Hundeli-Episödchen (lustig!)
Eben: die haben Hunger, die Tierli. Die fallen oft mal Menschen an. Die gehen zum Äussersten.
Ich bin zu Fuss in der Stadt unterwegs und begegne einem Grüppchen von ihnen. Mein Herz schlägt auch für Tiere (ich bremse nicht nur für Babies). Ich will mein Mahl mit ihnen teilen. Ich habe nämlich seit langem für den schlimmsten aller Fälle (Gletscherspalte oder Entführung) ein Päckli , jawohl, von irgendwoher, ein Päckli Schweizer-Armee-Biscuits dabei. The real ones! In der Original-Packung mit CH-Kreuzchen drauf. Gedacht für den Schweizer Soldaten, sollte er mal etwas länger in einer dummen Situation sein. Zum Überleben. Als das letzte Lebenseinhauchende, bzw. -einbröselnde vor dem Alles oder Nichts. Vor der Rettung oder dem Tod. Der letzte Zwick an der Geisel. Der letzte Bissen vor dem Biss ins ewige Gras.
Ich werfe diesen Hunden ein paar dieser gepressten Lebensnektarscheibchen vor ihre schmutzigen Schnauzen. Und was tun sie? - Sie riechen kurz daran und wenden sich ab. Ohne Dank und Gruss.


4.10.
Der Schmutzige-Wäsche-Sack begann immer mehr zu einem Thema zu werden. Aber bei diesem mehrtägigen Kälteeinbruch (letzte Nacht war`s minus 5), verzichtete ich weise auf diesbezügliche Taten. Nicht aber Ovidiu: Wie ich das denn jeweils mache mit dem Kleiderwaschen. (Er möchte mir ja nicht zu nahe treten…), aber er habe eine Waschmaschine… Und ob ich es gerne auch mit Weichspülmittel hätte… Schon am Morgen hatte der OFS an die Tür geklopft – der Ovidiu-Food-Service. Käsegebäck nach Mutters Art und Milch von der Mutter. Bzw. von ihrer Kuh, die sie am Strassenrand Gassi und Grassi führt.
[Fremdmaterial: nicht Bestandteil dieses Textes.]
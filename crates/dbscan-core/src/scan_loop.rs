//! Background task that periodically rescans and admits new databases.
//!
//! The loop owns the known set. It starts idle, waits one interval, runs a
//! cycle, and repeats. A cycle error is logged and the loop keeps ticking.
//! Cycles never overlap: when a cycle outlasts the interval the next one
//! starts right after it completes.

use crate::cancel::CancellationToken;
use crate::config::LoopConfig;
use crate::registration::{rescan_and_register, CycleReport, KnownPaths};
use crate::registry::DatabaseRegistry;
use crate::scanner::DatabaseScanner;
use crate::{Result, ScanError};
use chrono::Utc;
use serde::Serialize;
use std::path::PathBuf;
use std::sync::{Arc, RwLock};
use std::time::Duration;
use tokio::time::{self, Instant, MissedTickBehavior};
use tracing::{debug, error, info, warn};

/// Convert a `--scan-interval` value in seconds into a tick period.
pub fn interval_from_secs(secs: f64) -> Result<Duration> {
    if !secs.is_finite() || secs <= 0.0 {
        return Err(ScanError::Config {
            message: format!("Scan interval must be a positive number of seconds, got {}", secs),
        });
    }
    let interval = Duration::try_from_secs_f64(secs).map_err(|e| ScanError::Config {
        message: format!("Invalid scan interval {}: {}", secs, e),
    })?;
    if interval < LoopConfig::MIN_INTERVAL {
        warn!(
            "Scan interval {:?} too short, using {:?}",
            interval,
            LoopConfig::MIN_INTERVAL
        );
        return Ok(LoopConfig::MIN_INTERVAL);
    }
    Ok(interval)
}

/// Deadline of the first tick, one period from now.
///
/// Saturates instead of overflowing `Instant` for huge periods.
fn first_tick(period: Duration) -> Instant {
    let now = Instant::now();
    now.checked_add(period)
        .or_else(|| now.checked_add(LoopConfig::MAX_TICK))
        .unwrap_or(now)
}

/// Snapshot of the loop's progress, served at `/-/scan.json`.
#[derive(Debug, Clone, Default, Serialize)]
pub struct ScanStatus {
    pub directories: Vec<String>,
    pub interval_secs: f64,
    pub cycles: u64,
    pub known: usize,
    pub last_completed_at: Option<String>,
    pub last_cycle: Option<CycleReport>,
    pub last_error: Option<String>,
}

/// Shared read handle to the loop status.
#[derive(Debug, Clone, Default)]
pub struct ScanStatusHandle {
    inner: Arc<RwLock<ScanStatus>>,
}

impl ScanStatusHandle {
    pub fn snapshot(&self) -> ScanStatus {
        self.inner.read().map(|s| s.clone()).unwrap_or_default()
    }

    fn update(&self, f: impl FnOnce(&mut ScanStatus)) {
        if let Ok(mut status) = self.inner.write() {
            f(&mut status);
        }
    }
}

/// Periodic incremental registration loop.
pub struct ScanLoop {
    scanner: Arc<dyn DatabaseScanner>,
    registry: DatabaseRegistry,
    directories: Vec<PathBuf>,
    interval: Duration,
    known: KnownPaths,
    cancel: CancellationToken,
    status: ScanStatusHandle,
}

impl ScanLoop {
    pub fn new(
        scanner: Arc<dyn DatabaseScanner>,
        registry: DatabaseRegistry,
        directories: Vec<PathBuf>,
        interval: Duration,
    ) -> Self {
        let status = ScanStatusHandle::default();
        status.update(|s| {
            s.directories = directories
                .iter()
                .map(|d| d.display().to_string())
                .collect();
            s.interval_secs = interval.as_secs_f64();
        });

        Self {
            scanner,
            registry,
            directories,
            interval,
            known: KnownPaths::new(),
            cancel: CancellationToken::new(),
            status,
        }
    }

    /// Seed the known set with paths registered before the loop starts.
    pub fn with_known(mut self, known: KnownPaths) -> Self {
        self.status.update(|s| s.known = known.len());
        self.known = known;
        self
    }

    /// Stop the loop at its next suspension point when `token` is cancelled.
    pub fn with_cancellation(mut self, token: CancellationToken) -> Self {
        self.cancel = token;
        self
    }

    pub fn status(&self) -> ScanStatusHandle {
        self.status.clone()
    }

    /// Spawn the loop. The handle may be dropped: the task is never joined
    /// by the server and dies with the runtime. It resolves to the final
    /// known set after cancellation.
    pub fn start(self) -> tokio::task::JoinHandle<KnownPaths> {
        tokio::spawn(self.run())
    }

    async fn run(mut self) -> KnownPaths {
        info!(
            "Starting rescan loop over {} directories every {:?}",
            self.directories.len(),
            self.interval
        );

        let period = self.interval.min(LoopConfig::MAX_TICK);
        let mut ticker = time::interval_at(first_tick(period), period);
        ticker.set_missed_tick_behavior(MissedTickBehavior::Delay);

        loop {
            tokio::select! {
                _ = ticker.tick() => {}
                _ = self.cancel.cancelled() => break,
            }

            match self.cycle().await {
                Ok(()) => {}
                Err(ScanError::ScanCancelled) => break,
                Err(e) => {
                    error!("Scan error: {}", e);
                    let message = e.to_string();
                    self.status.update(|s| {
                        s.cycles += 1;
                        s.last_error = Some(message);
                        s.last_completed_at = Some(Utc::now().to_rfc3339());
                    });
                }
            }
        }

        info!("Rescan loop stopped with {} known databases", self.known.len());
        self.known
    }

    async fn cycle(&mut self) -> Result<()> {
        debug!("Rescan tick");
        let report = rescan_and_register(
            self.scanner.as_ref(),
            &self.registry,
            &self.directories,
            &mut self.known,
        )
        .await?;
        report.log();

        let known = self.known.len();
        self.status.update(|s| {
            s.cycles += 1;
            s.known = known;
            s.last_error = None;
            s.last_cycle = Some(report);
            s.last_completed_at = Some(Utc::now().to_rfc3339());
        });
        Ok(())
    }
}

#[cfg(test)]
mod tests {
    use super::*;
    use crate::registration::tests::{create_db, ScriptedScanner};
    use tempfile::TempDir;

    async fn wait_for(mut condition: impl FnMut() -> bool) -> bool {
        let deadline = std::time::Instant::now() + Duration::from_secs(10);
        while std::time::Instant::now() < deadline {
            if condition() {
                return true;
            }
            tokio::time::sleep(Duration::from_millis(20)).await;
        }
        false
    }

    #[test]
    fn test_interval_from_secs() {
        assert_eq!(interval_from_secs(2.5).unwrap(), Duration::from_millis(2500));
        assert_eq!(interval_from_secs(0.001).unwrap(), LoopConfig::MIN_INTERVAL);
        assert!(interval_from_secs(0.0).is_err());
        assert!(interval_from_secs(-1.0).is_err());
        assert!(interval_from_secs(f64::NAN).is_err());
        assert!(interval_from_secs(f64::INFINITY).is_err());
        assert_eq!(
            interval_from_secs(1e19).unwrap(),
            Duration::from_secs(10_000_000_000_000_000_000)
        );
    }

    #[tokio::test]
    async fn test_loop_with_huge_interval_stays_idle() {
        let temp_dir = TempDir::new().unwrap();
        let registry = DatabaseRegistry::new();
        let scanner = Arc::new(ScriptedScanner::new(vec![Ok(Vec::new())]));
        let token = CancellationToken::new();
        let scan_loop = ScanLoop::new(
            scanner,
            registry.clone(),
            vec![temp_dir.path().to_path_buf()],
            interval_from_secs(1e19).unwrap(),
        )
        .with_cancellation(token.clone());
        let status = scan_loop.status();
        let handle = scan_loop.start();

        tokio::time::sleep(Duration::from_millis(100)).await;
        assert!(!handle.is_finished());
        assert_eq!(status.snapshot().cycles, 0);
        assert_eq!(status.snapshot().interval_secs, 1e19);

        token.cancel();
        let known = tokio::time::timeout(Duration::from_secs(5), handle)
            .await
            .expect("loop did not stop")
            .unwrap();
        assert!(known.is_empty());
    }

    #[tokio::test]
    async fn test_loop_admits_databases_that_appear_later() {
        let temp_dir = TempDir::new().unwrap();
        let one = create_db(&temp_dir.path().join("one.db"));
        let two = create_db(&temp_dir.path().join("two.db"));

        let registry = DatabaseRegistry::new();
        registry.add_database(&one, true).unwrap();

        let scanner = Arc::new(ScriptedScanner::new(vec![
            Ok(vec![one.clone()]),
            Ok(vec![one.clone(), two.clone()]),
        ]));
        let token = CancellationToken::new();
        let scan_loop = ScanLoop::new(
            scanner,
            registry.clone(),
            vec![temp_dir.path().to_path_buf()],
            LoopConfig::MIN_INTERVAL,
        )
        .with_known([one.clone()].into_iter().collect())
        .with_cancellation(token.clone());
        let status = scan_loop.status();
        let handle = scan_loop.start();

        assert!(wait_for(|| registry.len().unwrap() == 2).await);
        assert!(wait_for(|| status.snapshot().known == 2).await);

        token.cancel();
        let known = tokio::time::timeout(Duration::from_secs(5), handle)
            .await
            .expect("loop did not stop")
            .unwrap();
        assert!(known.contains(&one));
        assert!(known.contains(&two));
        assert_eq!(registry.len().unwrap(), 2);
    }

    #[tokio::test]
    async fn test_loop_survives_scan_errors() {
        let temp_dir = TempDir::new().unwrap();
        let one = create_db(&temp_dir.path().join("one.db"));

        let registry = DatabaseRegistry::new();
        let scanner = Arc::new(ScriptedScanner::new(vec![
            Err("first failure".into()),
            Err("second failure".into()),
            Ok(vec![one.clone()]),
        ]));
        let token = CancellationToken::new();
        let scan_loop = ScanLoop::new(
            scanner,
            registry.clone(),
            vec![temp_dir.path().to_path_buf()],
            LoopConfig::MIN_INTERVAL,
        )
        .with_cancellation(token.clone());
        let status = scan_loop.status();
        let _handle = scan_loop.start();

        assert!(wait_for(|| status.snapshot().last_cycle.is_some()).await);
        let snapshot = status.snapshot();
        assert!(snapshot.cycles >= 3);
        assert!(snapshot.last_error.is_none());
        assert_eq!(registry.len().unwrap(), 1);
        token.cancel();
    }

    #[tokio::test]
    async fn test_loop_is_idle_until_first_tick() {
        let temp_dir = TempDir::new().unwrap();
        let one = create_db(&temp_dir.path().join("one.db"));

        let registry = DatabaseRegistry::new();
        let scanner = Arc::new(ScriptedScanner::new(vec![Ok(vec![one])]));
        let token = CancellationToken::new();
        let scan_loop = ScanLoop::new(
            scanner,
            registry.clone(),
            vec![temp_dir.path().to_path_buf()],
            Duration::from_secs(3600),
        )
        .with_cancellation(token.clone());
        let status = scan_loop.status();
        let handle = scan_loop.start();

        tokio::time::sleep(Duration::from_millis(100)).await;
        assert!(registry.is_empty().unwrap());
        assert_eq!(status.snapshot().cycles, 0);
        assert_eq!(status.snapshot().interval_secs, 3600.0);

        token.cancel();
        let known = tokio::time::timeout(Duration::from_secs(5), handle)
            .await
            .expect("cancel should interrupt the idle wait")
            .unwrap();
        assert!(known.is_empty());
    }
}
Vorher aber, um sieben herum, erhielt ich schon einen Anruf von Cristian. Er nahm das Ende seiner Nachtwächterschicht zum Anlass, mir einen schönen Tag zu wünschen und mich zu einem Kaffee einzuladen. Von Herzen natürlich. Ja, I feel, der Kaffee kommt wirklich von Herzen, er kommt direkt aus deinem Herz. Cristian ist oft sehr ernst – sorgfältig-ernst – und bestand darauf, auch sorgfältig die englischen Wörter zusammensetzend: „I understand you, but coffee come from machine.“
In der Nacht, von drei bis sechs Uhr, war ich bei ihm zu Besuch gewesen. An seinem Arbeitsplatz beim Eingang des Old Pub House. Ob er mir mehr übers Bäume-Schneiden erklären soll. Ob er einen Schluck aus meiner mitgebrachten Kaffee-Thermosflasche wolle, fragte ich zurück. „Oh, I have coffee“, und er deutete auf seinen halbvollen 5°minus-Pappbecher. Er erzählte dann von seiner Frau Rebeca und von der Verwandtschaft. Kurz: Seine Eltern akzeptieren seine Frau nicht, und als Folge akzeptiert Rebecas Grossmutter, bei der sie aufgewachsen ist, ihn nicht. Dies hat auch materielle Auswirkungen, da man sich in den Familien normalerweise gegenseitig hilft.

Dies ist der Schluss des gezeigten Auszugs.